■ **Work order**
The response should contain every entry, reproduced exactly.

■ **Exercise data**
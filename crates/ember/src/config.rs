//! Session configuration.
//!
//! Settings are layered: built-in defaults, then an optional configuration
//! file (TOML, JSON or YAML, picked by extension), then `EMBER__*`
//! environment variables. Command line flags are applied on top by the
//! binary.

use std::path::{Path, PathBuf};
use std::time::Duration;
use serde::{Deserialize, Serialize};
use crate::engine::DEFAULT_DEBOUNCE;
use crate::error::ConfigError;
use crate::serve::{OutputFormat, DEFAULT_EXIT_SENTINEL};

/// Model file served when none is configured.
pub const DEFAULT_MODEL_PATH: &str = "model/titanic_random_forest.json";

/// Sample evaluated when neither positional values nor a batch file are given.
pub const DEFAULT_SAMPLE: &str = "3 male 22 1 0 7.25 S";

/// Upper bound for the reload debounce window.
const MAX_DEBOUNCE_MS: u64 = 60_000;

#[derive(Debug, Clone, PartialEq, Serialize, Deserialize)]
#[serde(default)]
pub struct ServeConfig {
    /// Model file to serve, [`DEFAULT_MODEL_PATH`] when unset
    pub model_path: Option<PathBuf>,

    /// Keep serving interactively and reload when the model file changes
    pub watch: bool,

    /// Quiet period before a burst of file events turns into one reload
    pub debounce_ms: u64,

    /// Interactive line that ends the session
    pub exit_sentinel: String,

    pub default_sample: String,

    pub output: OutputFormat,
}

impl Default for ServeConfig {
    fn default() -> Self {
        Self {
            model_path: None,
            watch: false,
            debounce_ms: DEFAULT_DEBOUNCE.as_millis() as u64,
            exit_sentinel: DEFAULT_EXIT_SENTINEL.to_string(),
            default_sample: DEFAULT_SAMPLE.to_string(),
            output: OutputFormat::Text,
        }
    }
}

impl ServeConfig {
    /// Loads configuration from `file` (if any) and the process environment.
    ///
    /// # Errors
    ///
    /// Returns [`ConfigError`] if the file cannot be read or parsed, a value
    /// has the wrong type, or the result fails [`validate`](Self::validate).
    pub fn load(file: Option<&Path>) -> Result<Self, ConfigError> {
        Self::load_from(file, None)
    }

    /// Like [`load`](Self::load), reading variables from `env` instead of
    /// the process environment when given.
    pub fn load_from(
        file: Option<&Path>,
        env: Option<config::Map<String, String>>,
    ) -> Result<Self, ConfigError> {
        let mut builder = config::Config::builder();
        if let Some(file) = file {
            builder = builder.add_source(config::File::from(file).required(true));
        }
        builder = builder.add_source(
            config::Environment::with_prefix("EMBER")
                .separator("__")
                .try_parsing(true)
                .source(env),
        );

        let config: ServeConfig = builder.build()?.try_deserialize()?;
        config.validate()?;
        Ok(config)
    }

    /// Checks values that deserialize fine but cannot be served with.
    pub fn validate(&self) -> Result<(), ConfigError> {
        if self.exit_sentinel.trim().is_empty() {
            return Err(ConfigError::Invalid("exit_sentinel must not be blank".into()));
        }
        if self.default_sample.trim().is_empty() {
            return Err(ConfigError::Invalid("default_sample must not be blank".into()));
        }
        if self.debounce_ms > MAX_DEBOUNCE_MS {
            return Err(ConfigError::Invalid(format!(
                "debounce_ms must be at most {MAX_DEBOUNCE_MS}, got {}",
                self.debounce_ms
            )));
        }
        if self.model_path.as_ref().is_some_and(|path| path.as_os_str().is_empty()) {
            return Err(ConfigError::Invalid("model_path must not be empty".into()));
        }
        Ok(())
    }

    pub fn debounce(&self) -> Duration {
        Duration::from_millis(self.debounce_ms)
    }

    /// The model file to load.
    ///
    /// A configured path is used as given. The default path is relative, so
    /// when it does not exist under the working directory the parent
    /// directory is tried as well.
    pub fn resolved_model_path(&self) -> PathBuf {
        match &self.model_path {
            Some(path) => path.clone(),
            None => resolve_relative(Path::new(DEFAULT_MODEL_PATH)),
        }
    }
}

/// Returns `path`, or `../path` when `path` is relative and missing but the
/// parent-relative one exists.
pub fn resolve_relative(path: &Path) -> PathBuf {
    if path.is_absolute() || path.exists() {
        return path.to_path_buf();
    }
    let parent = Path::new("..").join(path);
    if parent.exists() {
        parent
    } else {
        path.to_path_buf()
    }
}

■ **Exercise solution**
filename crates/ember/src/config.rs
//! Session configuration.
//!
//! Settings are layered: built-in defaults, then an optional configuration
//! file (TOML, JSON or YAML, picked by extension), then `EMBER__*`
//! environment variables. Command line flags are applied on top by the
//! binary.

use std::path::{Path, PathBuf};
use std::time::Duration;
use serde::{Deserialize, Serialize};
use crate::engine::DEFAULT_DEBOUNCE;
use crate::error::ConfigError;
use crate::serve::{OutputFormat, DEFAULT_EXIT_SENTINEL};

/// Model file served when none is configured.
pub const DEFAULT_MODEL_PATH: &str = "model/titanic_random_forest.json";

/// Sample evaluated when neither positional values nor a batch file are given.
pub const DEFAULT_SAMPLE: &str = "3 male 22 1 0 7.25 S";

/// Upper bound for the reload debounce window.
const MAX_DEBOUNCE_MS: u64 = 60_000;

#[derive(Debug, Clone, PartialEq, Serialize, Deserialize)]
#[serde(default)]
pub struct ServeConfig {
    /// Model file to serve, [`DEFAULT_MODEL_PATH`] when unset
    pub model_path: Option<PathBuf>,

    /// Keep serving interactively and reload when the model file changes
    pub watch: bool,

    /// Quiet period before a burst of file events turns into one reload
    pub debounce_ms: u64,

    /// Interactive line that ends the session
    pub exit_sentinel: String,

    pub default_sample: String,

    pub output: OutputFormat,
}

impl Default for ServeConfig {
    fn default() -> Self {
        Self {
            model_path: None,
            watch: false,
            debounce_ms: DEFAULT_DEBOUNCE.as_millis() as u64,
            exit_sentinel: DEFAULT_EXIT_SENTINEL.to_string(),
            default_sample: DEFAULT_SAMPLE.to_string(),
            output: OutputFormat::Text,
        }
    }
}

impl ServeConfig {
    /// Loads configuration from `file` (if any) and the process environment.
    ///
    /// # Errors
    ///
    /// Returns [`ConfigError`] if the file cannot be read or parsed, a value
    /// has the wrong type, or the result fails [`validate`](Self::validate).
    pub fn load(file: Option<&Path>) -> Result<Self, ConfigError> {
        Self::load_from(file, None)
    }

    /// Like [`load`](Self::load), reading variables from `env` instead of
    /// the process environment when given.
    pub fn load_from(
        file: Option<&Path>,
        env: Option<config::Map<String, String>>,
    ) -> Result<Self, ConfigError> {
        let mut builder = config::Config::builder();
        if let Some(file) = file {
            builder = builder.add_source(config::File::from(file).required(true));
        }
        builder = builder.add_source(
            config::Environment::with_prefix("EMBER")
                .separator("__")
                .try_parsing(true)
                .source(env),
        );

        let config: ServeConfig = builder.build()?.try_deserialize()?;
        config.validate()?;
        Ok(config)
    }

    /// Checks values that deserialize fine but cannot be served with.
    pub fn validate(&self) -> Result<(), ConfigError> {
        if self.exit_sentinel.trim().is_empty() {
            return Err(ConfigError::Invalid("exit_sentinel must not be blank".into()));
        }
        if self.default_sample.trim().is_empty() {
            return Err(ConfigError::Invalid("default_sample must not be blank".into()));
        }
        if self.debounce_ms > MAX_DEBOUNCE_MS {
            return Err(ConfigError::Invalid(format!(
                "debounce_ms must be at most {MAX_DEBOUNCE_MS}, got {}",
                self.debounce_ms
            )));
        }
        if self.model_path.as_ref().is_some_and(|path| path.as_os_str().is_empty()) {
            return Err(ConfigError::Invalid("model_path must not be empty".into()));
        }
        Ok(())
    }

    pub fn debounce(&self) -> Duration {
        Duration::from_millis(self.debounce_ms)
    }

    /// The model file to load.
    ///
    /// A configured path is used as given. The default path is relative, so
    /// when it does not exist under the working directory the parent
    /// directory is tried as well.
    pub fn resolved_model_path(&self) -> PathBuf {
        match &self.model_path {
            Some(path) => path.clone(),
            None => resolve_relative(Path::new(DEFAULT_MODEL_PATH)),
        }
    }
}

/// Returns `path`, or `../path` when `path` is relative and missing but the
/// parent-relative one exists.
pub fn resolve_relative(path: &Path) -> PathBuf {
    if path.is_absolute() || path.exists() {
        return path.to_path_buf();
    }
    let parent = Path::new("..").join(path);
    if parent.exists() {
        parent
    } else {
        path.to_path_buf()
    }
}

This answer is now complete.